Ça allait, oui, merci. Et j’ai fait mine de m’absorber dans un document LibreOffice que je venais d’ouvrir en catastrophe. Sans parvenir à me concentrer le moins du monde. Trop de questions se bousculaient dans ma tête. C’était quoi au juste cette vidéo ? On la voyait s’y masturber, oui, bon, d’accord. Mais qui l’avait faite ? Elle ? Quelqu’un d’autre ? Dans quel but ? Et qu’est-ce qu’elle fichait sur la tablette de l’ordinateur ? L’y avait-elle oubliée ? Délibérément laissée ? Et le reste ? Les quatorze autres dossiers ? Je brûlais désormais de l’envie d’aller voir ce qui s’y trouvait. Et l’autre qu’arrêtait pas de me tourner autour, d’ouvrir des classeurs, de plonger dans des tiroirs. Quand il est enfin parti…

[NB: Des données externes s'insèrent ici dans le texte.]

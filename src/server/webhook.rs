//! Webhook endpoint handler.
//!
//! Verifies the delivery's signature, parses `ruleset` events and queues them
//! for the sync worker before answering 202 Accepted. The sync itself happens
//! asynchronously.

use axum::body::Bytes;
use axum::extract::State;
use axum::http::{HeaderMap, StatusCode};
use axum::response::{IntoResponse, Response};
use thiserror::Error;
use tokio::sync::mpsc::error::TrySendError;
use tracing::{debug, info, warn};

use super::AppState;
use crate::types::DeliveryId;
use crate::webhooks::{ParseError, parse_webhook, verify_signature};

/// Header name for GitHub event type.
const HEADER_EVENT: &str = "x-github-event";
/// Header name for GitHub delivery ID.
const HEADER_DELIVERY: &str = "x-github-delivery";
/// Header name for GitHub signature.
const HEADER_SIGNATURE: &str = "x-hub-signature-256";

/// Errors that can occur when accepting a webhook.
#[derive(Debug, Error)]
pub enum WebhookError {
    #[error("missing required header: {0}")]
    MissingHeader(&'static str),

    #[error("invalid signature")]
    InvalidSignature,

    #[error("invalid payload: {0}")]
    InvalidPayload(#[from] ParseError),

    /// The sync queue is full; GitHub can redeliver later.
    #[error("sync queue is full")]
    QueueFull,

    #[error("sync worker is not running")]
    WorkerStopped,
}

impl IntoResponse for WebhookError {
    fn into_response(self) -> Response {
        let status = match &self {
            WebhookError::MissingHeader(_) | WebhookError::InvalidPayload(_) => {
                StatusCode::BAD_REQUEST
            }
            WebhookError::InvalidSignature => StatusCode::UNAUTHORIZED,
            WebhookError::QueueFull | WebhookError::WorkerStopped => {
                StatusCode::SERVICE_UNAVAILABLE
            }
        };

        (status, self.to_string()).into_response()
    }
}

/// `POST /webhook`.
///
/// - 202 Accepted: event queued, or a delivery the bot ignores (other event
///   types, repository rulesets, changes made by the app itself)
/// - 400 Bad Request: missing header or malformed `ruleset` payload
/// - 401 Unauthorized: signature mismatch
/// - 503 Service Unavailable: queue full or worker gone
pub async fn webhook_handler(
    State(app_state): State<AppState>,
    headers: HeaderMap,
    body: Bytes,
) -> Result<(StatusCode, &'static str), WebhookError> {
    let event_type = get_header(&headers, HEADER_EVENT)?;
    let delivery_id = DeliveryId::new(get_header(&headers, HEADER_DELIVERY)?);
    let signature_header = get_header(&headers, HEADER_SIGNATURE)?;

    debug!(delivery_id = %delivery_id, event_type = %event_type, "Received webhook");

    // Nothing is parsed before the signature checks out.
    if !verify_signature(&body, &signature_header, app_state.webhook_secret()) {
        warn!(delivery_id = %delivery_id, "Invalid webhook signature");
        return Err(WebhookError::InvalidSignature);
    }

    let Some(event) = parse_webhook(&event_type, &body).inspect_err(|e| {
        warn!(delivery_id = %delivery_id, error = %e, "Malformed webhook payload");
    })?
    else {
        debug!(delivery_id = %delivery_id, event_type = %event_type, "Ignoring webhook");
        return Ok((StatusCode::ACCEPTED, "Accepted (ignored)"));
    };

    if let Some(app_slug) = app_state.app_slug()
        && event.is_sent_by_app(app_slug)
    {
        debug!(
            delivery_id = %delivery_id,
            ruleset = %event.ruleset.name,
            "Ignoring ruleset change made by this app"
        );
        return Ok((StatusCode::ACCEPTED, "Accepted (ignored)"));
    }

    let org = event.organization.clone();
    let ruleset = event.ruleset.name.clone();

    match app_state.events().try_send(event) {
        Ok(()) => {
            info!(
                delivery_id = %delivery_id,
                org = %org,
                ruleset = %ruleset,
                "Queued ruleset event"
            );
            Ok((StatusCode::ACCEPTED, "Accepted"))
        }
        Err(TrySendError::Full(_)) => {
            warn!(delivery_id = %delivery_id, "Sync queue full, rejecting delivery");
            Err(WebhookError::QueueFull)
        }
        Err(TrySendError::Closed(_)) => {
            warn!(delivery_id = %delivery_id, "Sync worker stopped, rejecting delivery");
            Err(WebhookError::WorkerStopped)
        }
    }
}

/// Extracts a required header value as a string.
fn get_header(headers: &HeaderMap, name: &'static str) -> Result<String, WebhookError> {
    headers
        .get(name)
        .and_then(|v| v.to_str().ok())
        .map(|s| s.to_string())
        .ok_or(WebhookError::MissingHeader(name))
}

– J’ai encore un rendez-vous. Qui risque de durer…
J’ai poussé un ouf de soulagement. Et je me suis précipité. Romane2. On l’y voyait dans une salle de bains. Elle se ciblait avec la pomme de douche. Je l’ai regardée faire quelques secondes et puis je suis passé à Romane3. Un gode, cette fois. Un gode monumental qui lui procurait manifestement beaucoup de plaisir. J’ai tout arrêté. C’était du gâchis. Du gaspillage. Des vidéos comme celles-là, il fallait les savourer. Lentement. Patiemment. Une à une. À petites gorgées gourmandes. Et non pas pas les déflorer comme j’étais stupidement en train de le faire.
Et je l’ai dupliquée cette clef. Je pourrais ainsi me repaître d’elle tout à loisir. Il allait me suffire de remettre, aussitôt rentré, l’original en place et le tour serait joué. Ni vu ni connu.

Mais ça ne s’est pas passé tout à fait comme prévu. À mon retour, elle était aux quatre cents coups.
– Mais elle est où, putain ! Elle est où ?
Elle retournait la maison. Elle visitait tout. Les placards. La corbeille à linge. Sous les meubles. Les poubelles.
– Tu vas voir que je vais l’avoir perdue à la fac. Alors là, si je l’ai perdue là-bas ! Où pire encore, chez les Gorlier. Ah, elle va avoir bonne mine la baby-sitter.
– C’est pas ça que tu cherches ?
Elle m’a lancé un regard stupéfait.
– C’est toi qui l’as ? Mais d’où tu la sors ?
– J’ai cru que c’était la mienne, ce matin. Seulement quand je suis arrivé là-bas, je me suis rendu compte que…
– Ce qui veut dire que tu l’as ouverte. Oh, la honte ! Mais c’est moindre mal. C’est quand même moindre mal que si ç’avait été…
Elle s’est enfuie sans terminer sa phrase.